* [Problem statement] The full listing below should be copied verbatim.

══════════════════════════════

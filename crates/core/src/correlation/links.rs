//! Link resolution between payments, proforma invoices and quotations
//!
//! The backend does not reliably populate foreign keys on payments. Every
//! resolver here walks an explicit, ordered fallback chain over the candidate
//! set it is handed, and gives up rather than guessing across quotations.

use std::cmp::Ordering;

use salestrail_domain::{CancelRequest, Payment, ProformaInvoice, Quotation, QuotationId};

/// True iff a pending cancel request exists for the quotation.
pub fn has_pending_cancel_request(
    cancel_requests: &[CancelRequest],
    quotation_id: QuotationId,
) -> bool {
    cancel_requests
        .iter()
        .any(|request| request.quotation_id == quotation_id && request.status.is_pending())
}

/// First cancel request for the quotation, in fetch order.
pub fn get_cancel_request(
    cancel_requests: &[CancelRequest],
    quotation_id: QuotationId,
) -> Option<&CancelRequest> {
    cancel_requests.iter().find(|request| request.quotation_id == quotation_id)
}

/// True iff the quotation's PI list holds at least one approved PI.
pub fn has_approved_pi(pis: &[ProformaInvoice]) -> bool {
    pis.iter().any(|pi| pi.status.is_approved())
}

/// Resolve the quotation a payment belongs to.
///
/// Order: the payment's own `quotation_id`; a quotation whose number equals
/// the payment's quotation number; the quotation with the longest raw id
/// appearing inside the payment's quotation number; otherwise unresolved.
pub fn resolve_payment_quotation(
    payment: &Payment,
    quotations: &[Quotation],
) -> Option<QuotationId> {
    if let Some(id) = payment.quotation_id {
        return Some(id);
    }

    let number = payment.quotation_number.as_deref()?;

    if let Some(quotation) =
        quotations.iter().find(|quotation| quotation.quotation_number.as_deref() == Some(number))
    {
        return Some(quotation.id);
    }

    // "12" contains both 1 and 12; the longer id is the more specific match.
    quotations
        .iter()
        .map(|quotation| (quotation.id, quotation.id.to_string()))
        .filter(|(_, raw)| number.contains(raw.as_str()))
        .fold(None, |best: Option<(QuotationId, usize)>, (id, raw)| match best {
            Some((_, len)) if len >= raw.len() => best,
            _ => Some((id, raw.len())),
        })
        .map(|(id, _)| id)
}

/// Resolve the PI a payment was made against, within its own quotation's PIs.
///
/// A payment that names a `pi_id` resolves to that PI or to nothing. Without
/// one: exact `pi_number`; the sole PI when the quotation has exactly one;
/// otherwise unresolved.
pub fn resolve_payment_pi<'a>(
    payment: &Payment,
    pis_for_quotation: &'a [ProformaInvoice],
) -> Option<&'a ProformaInvoice> {
    if let Some(pi_id) = payment.pi_id {
        return pis_for_quotation.iter().find(|pi| pi.id == pi_id);
    }

    if let Some(number) = payment.pi_number.as_deref() {
        if let Some(pi) =
            pis_for_quotation.iter().find(|pi| pi.pi_number.as_deref() == Some(number))
        {
            return Some(pi);
        }
    }

    match pis_for_quotation {
        [only] => Some(only),
        _ => None,
    }
}

/// Order a quotation's PIs: originals first, then revisions, each group by
/// creation time ascending. Undated PIs sort after dated ones in their group.
pub fn sort_pi_revisions(pis: &[ProformaInvoice]) -> Vec<ProformaInvoice> {
    let mut sorted = pis.to_vec();
    sorted.sort_by(|a, b| {
        a.is_revision()
            .cmp(&b.is_revision())
            .then_with(|| match (a.created_at, b.created_at) {
                (Some(left), Some(right)) => left.cmp(&right),
                (Some(_), None) => Ordering::Less,
                (None, Some(_)) => Ordering::Greater,
                (None, None) => Ordering::Equal,
            })
    });
    sorted
}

══════════════════════════════

* [Answer]
filename crates/core/src/correlation/links.rs
//! Link resolution between payments, proforma invoices and quotations
//!
//! The backend does not reliably populate foreign keys on payments. Every
//! resolver here walks an explicit, ordered fallback chain over the candidate
//! set it is handed, and gives up rather than guessing across quotations.

use std::cmp::Ordering;

use salestrail_domain::{CancelRequest, Payment, ProformaInvoice, Quotation, QuotationId};

/// True iff a pending cancel request exists for the quotation.
pub fn has_pending_cancel_request(
    cancel_requests: &[CancelRequest],
    quotation_id: QuotationId,
) -> bool {
    cancel_requests
        .iter()
        .any(|request| request.quotation_id == quotation_id && request.status.is_pending())
}

/// First cancel request for the quotation, in fetch order.
pub fn get_cancel_request(
    cancel_requests: &[CancelRequest],
    quotation_id: QuotationId,
) -> Option<&CancelRequest> {
    cancel_requests.iter().find(|request| request.quotation_id == quotation_id)
}

/// True iff the quotation's PI list holds at least one approved PI.
pub fn has_approved_pi(pis: &[ProformaInvoice]) -> bool {
    pis.iter().any(|pi| pi.status.is_approved())
}

/// Resolve the quotation a payment belongs to.
///
/// Order: the payment's own `quotation_id`; a quotation whose number equals
/// the payment's quotation number; the quotation with the longest raw id
/// appearing inside the payment's quotation number; otherwise unresolved.
pub fn resolve_payment_quotation(
    payment: &Payment,
    quotations: &[Quotation],
) -> Option<QuotationId> {
    if let Some(id) = payment.quotation_id {
        return Some(id);
    }

    let number = payment.quotation_number.as_deref()?;

    if let Some(quotation) =
        quotations.iter().find(|quotation| quotation.quotation_number.as_deref() == Some(number))
    {
        return Some(quotation.id);
    }

    // "12" contains both 1 and 12; the longer id is the more specific match.
    quotations
        .iter()
        .map(|quotation| (quotation.id, quotation.id.to_string()))
        .filter(|(_, raw)| number.contains(raw.as_str()))
        .fold(None, |best: Option<(QuotationId, usize)>, (id, raw)| match best {
            Some((_, len)) if len >= raw.len() => best,
            _ => Some((id, raw.len())),
        })
        .map(|(id, _)| id)
}

/// Resolve the PI a payment was made against, within its own quotation's PIs.
///
/// A payment that names a `pi_id` resolves to that PI or to nothing. Without
/// one: exact `pi_number`; the sole PI when the quotation has exactly one;
/// otherwise unresolved.
pub fn resolve_payment_pi<'a>(
    payment: &Payment,
    pis_for_quotation: &'a [ProformaInvoice],
) -> Option<&'a ProformaInvoice> {
    if let Some(pi_id) = payment.pi_id {
        return pis_for_quotation.iter().find(|pi| pi.id == pi_id);
    }

    if let Some(number) = payment.pi_number.as_deref() {
        if let Some(pi) =
            pis_for_quotation.iter().find(|pi| pi.pi_number.as_deref() == Some(number))
        {
            return Some(pi);
        }
    }

    match pis_for_quotation {
        [only] => Some(only),
        _ => None,
    }
}

/// Order a quotation's PIs: originals first, then revisions, each group by
/// creation time ascending. Undated PIs sort after dated ones in their group.
pub fn sort_pi_revisions(pis: &[ProformaInvoice]) -> Vec<ProformaInvoice> {
    let mut sorted = pis.to_vec();
    sorted.sort_by(|a, b| {
        a.is_revision()
            .cmp(&b.is_revision())
            .then_with(|| match (a.created_at, b.created_at) {
                (Some(left), Some(right)) => left.cmp(&right),
                (Some(_), None) => Ordering::Less,
                (None, Some(_)) => Ordering::Greater,
                (None, None) => Ordering::Equal,
            })
    });
    sorted
}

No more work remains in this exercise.